--- TASK REQUIREMENTS ---
Determine how many lines in the entries below include "struct". The reply should be that number and nothing else.
*** Begin section ***
use serde::{Deserialize, Serialize};

use crate::dashboard::*;

/// Turnout of one round.
#[derive(PartialEq, Debug, Clone, Serialize, Deserialize)]
pub struct TourData {
    pub tour_number: u8,
    pub date: String,
    pub inscrits_amount: u64,
    pub abstentions_amount: u64,
    pub abstentions_pourcentage_inscrits: f64,
    pub votants_amount: u64,
    pub votants_pourcentage_inscrits: f64,
    pub blancs_amount: u64,
    pub blancs_pourcentage_inscrits: f64,
    pub blancs_pourcentage_votants: f64,
    pub nuls_amount: u64,
    pub nuls_pourcentage_inscrits: f64,
    pub nuls_pourcentage_votants: f64,
    pub exprimes_amount: u64,
    pub exprimes_pourcentage_inscrits: f64,
    pub exprimes_pourcentage_votants: f64,
}

fn default_level() -> String {
    "national".to_string()
}

fn default_source() -> String {
    "data.gouv.fr".to_string()
}

#[derive(PartialEq, Debug, Clone, Serialize, Deserialize)]
pub struct Election {
    pub election_id: String,
    pub election_type: String,
    pub year: i32,
    #[serde(default = "default_level")]
    pub level: String,
    #[serde(default)]
    pub location: String,
    pub tour_1: TourData,
    #[serde(default)]
    pub tour_2: Option<TourData>,
    #[serde(default = "default_source")]
    pub source: String,
}

pub fn read_elections(path: &str) -> DashboardResult<Vec<Election>> {
    let contents = fs::read_to_string(path).context(OpeningJsonSnafu { path })?;
    let elections: Vec<Election> =
        serde_json::from_str(contents.as_str()).context(ParsingJsonSnafu { path })?;
    for e in elections.iter() {
        if e.tour_1.tour_number != 1 {
            whatever!("{}: the first round of {} is numbered {}", path, e.election_id, e.tour_1.tour_number);
        }
    }
    info!("read_elections: {:?}: {} elections", path, elections.len());
    Ok(elections)
}

/// Most recent first.
pub fn sorted_by_year(elections: &[Election]) -> Vec<&Election> {
    let mut res: Vec<&Election> = elections.iter().collect();
    res.sort_by(|a, b| b.year.cmp(&a.year));
    res
}

pub fn find_election<'a>(elections: &'a [Election], id: &str) -> DashboardResult<&'a Election> {
    elections
        .iter()
        .find(|e| e.election_id == id)
        .context(ElectionNotFoundSnafu { id })
}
*** End section ***
--- WRITTEN RESPONSE ---
2